Knowledge is power-and power of one sort or another is the secret lust of human souls; and here is, beside the sense of exploration, the undefinable interest of a story, and above all, something forbidden, to stimulate the contumacious appetite. — Joseph Sheridan Le Fanu

What a fool I was! and yet, in the sight of angels, are we any wiser as we grow older? It seems to me, only, that our illusions change as we go on; but, still, we are madmen all the same. — Joseph Sheridan Le Fanu

There is no dealing with great sorrow as if it were under the control of our wills. It is a terrible phenomenon, whose laws we must study, and to whose conditions we must submit, if we would mitigate it. — Joseph Sheridan Le Fanu

I remember everything about it—with an effort. I see it all, as divers see what is going on above them, through a medium, dense, rippling, but transparent. — Joseph Sheridan Le Fanu

Old persons are sometimes as unwilling to die as tired-out children are to say good night and go to bed. — Joseph Sheridan Le Fanu

Women are so enigmatical - some in everything - all in matters of the heart. Don't they sometimes actually admire what is repulsive? — Joseph Sheridan Le Fanu

I can not help it; as I draw near to you, you, in your turn will draw near to others, and learn the rapture of that cruelty, which yet is love; so, for a while, seek to know no more of me and mine, but trust me with all your loving spirit. — Joseph Sheridan Le Fanu

but curiosity is a restless and scrupulous passion, and no one girl can endure, with patience, that hers should be baffled by another. — Joseph Sheridan Le Fanu

I did not know till now how irresolute a character was mine. — Joseph Sheridan Le Fanu

There is no such sense of solitude as that which we experience upon the silent and vast elevations of great mountains. Lifted high above the level of human sounds and habitations, among the wild expanses and colossal features of Nature, we are thrilled in our loneliness with a strange fear and elation – an ascent above the reach of life's expectations or companionship, and the tremblings of a wild and undefined misgivings. — Joseph Sheridan Le Fanu

Nevertheless, life and death are mysterious states, and we know little of the resources of either. — Joseph Sheridan Le Fanu

You are afraid to die?' Yes, everyone is.' But to die as lovers may - to die together, so that they may live together.

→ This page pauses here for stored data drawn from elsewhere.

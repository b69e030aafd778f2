use criterion::{BatchSize, Criterion, criterion_group, criterion_main};
use rps_core::{NullSound, SimulationConfig, WorldState};
use std::time::Duration;

fn bench_world_steps(c: &mut Criterion) {
    let mut group = c.benchmark_group("world_step");
    let samples: usize = std::env::var("RPS_BENCH_SAMPLES")
        .ok()
        .and_then(|s| s.parse::<usize>().ok())
        .filter(|v| *v > 0)
        .unwrap_or(30);
    group.sample_size(samples);
    group.measurement_time(Duration::from_secs(5));
    let steps: usize = std::env::var("RPS_BENCH_STEPS")
        .ok()
        .and_then(|s| s.parse::<usize>().ok())
        .filter(|v| *v > 0)
        .unwrap_or(32);
    let piece_counts: Vec<usize> = std::env::var("RPS_BENCH_PIECES")
        .ok()
        .map(|s| {
            s.split(',')
                .filter_map(|t| t.trim().parse::<usize>().ok())
                .collect::<Vec<_>>()
        })
        .filter(|v| !v.is_empty())
        .unwrap_or_else(|| vec![125_usize, 500, 2000]);

    for &pieces in &piece_counts {
        group.bench_function(format!("steps{steps}_pieces{pieces}"), |b| {
            b.iter_batched(
                || {
                    let config = SimulationConfig {
                        piece_count: pieces,
                        rng_seed: Some(0xBEEF),
                        ..SimulationConfig::default()
                    };
                    WorldState::new(config).expect("world")
                },
                |mut world| {
                    for _ in 0..steps {
                        world.step(&mut NullSound);
                    }
                    world
                },
                BatchSize::LargeInput,
            );
        });
    }
    group.finish();
}

criterion_group!(benches, bench_world_steps);
criterion_main!(benches);
use std::collections::HashMap;

use async_trait::async_trait;

use super::{RecordStore, StoreError};
use crate::models::RawRecord;

/// Tables held in process, for tests and offline runs.
#[derive(Debug, Clone, Default)]
pub struct MemoryStore {
    tables: HashMap<String, Vec<RawRecord>>,
    unreachable: Option<String>,
}

impl MemoryStore {
    pub fn new() -> Self {
        Self::default()
    }

    pub fn with_table(mut self, table: &str, records: Vec<RawRecord>) -> Self {
        self.tables.insert(table.to_string(), records);
        self
    }

    /// Every fetch fails with a transport error carrying `reason`.
    pub fn unreachable(reason: &str) -> Self {
        Self {
            tables: HashMap::new(),
            unreachable: Some(reason.to_string()),
        }
    }
}

#[async_trait]
impl RecordStore for MemoryStore {
    fn kind(&self) -> &'static str {
        "memory"
    }

    async fn fetch_all_records(&self, table: &str) -> Result<Vec<RawRecord>, StoreError> {
        if let Some(reason) = &self.unreachable {
            return Err(StoreError::Transport(reason.clone()));
        }
        Ok(self.tables.get(table).cloned().unwrap_or_default())
    }
}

Girls are caterpillars when they live in the world, to be finally butterflies when the summer comes; but in the meantime there are grubs and larvae, don't you see - each with their peculiar propensities, necessities and structures. — Joseph Sheridan Le Fanu

Perhaps, she says (Madame de la Rougierre), Other souls than human are sometimes born into the world & clothed in human flesh. — Joseph Sheridan Le Fanu

There comes with old age a time when the heart is no longer fusible or malleable, and must retain the form in which it has cooled down. — Joseph Sheridan Le Fanu

But to die as lovers may - to die together, so that they may live together. — Joseph Sheridan Le Fanu

How marvellously lie our anxieties, in filmy layers, one over the other! Take away that which has lain on the upper surface for so long - the care of cares - the only one, as it seemed to you, between your soul and the radiance of Heaven - and straight you find a new stratum there. — Joseph Sheridan Le Fanu

No one likes a straight road but the man who pays for it, or who, when he travels, is brute enough to wish to get to his journey's end. — Joseph Sheridan Le Fanu

Life Lessons by Joseph Sheridan Le Fanu

  1. Joseph Sheridan Le Fanu's work demonstrates the power of the Gothic genre to explore complex themes of identity and morality.
  2. His works often feature strong female characters who challenge traditional gender roles and expectations.
  3. Through his stories, Le Fanu encourages readers to think critically about societal norms and the consequences of our actions.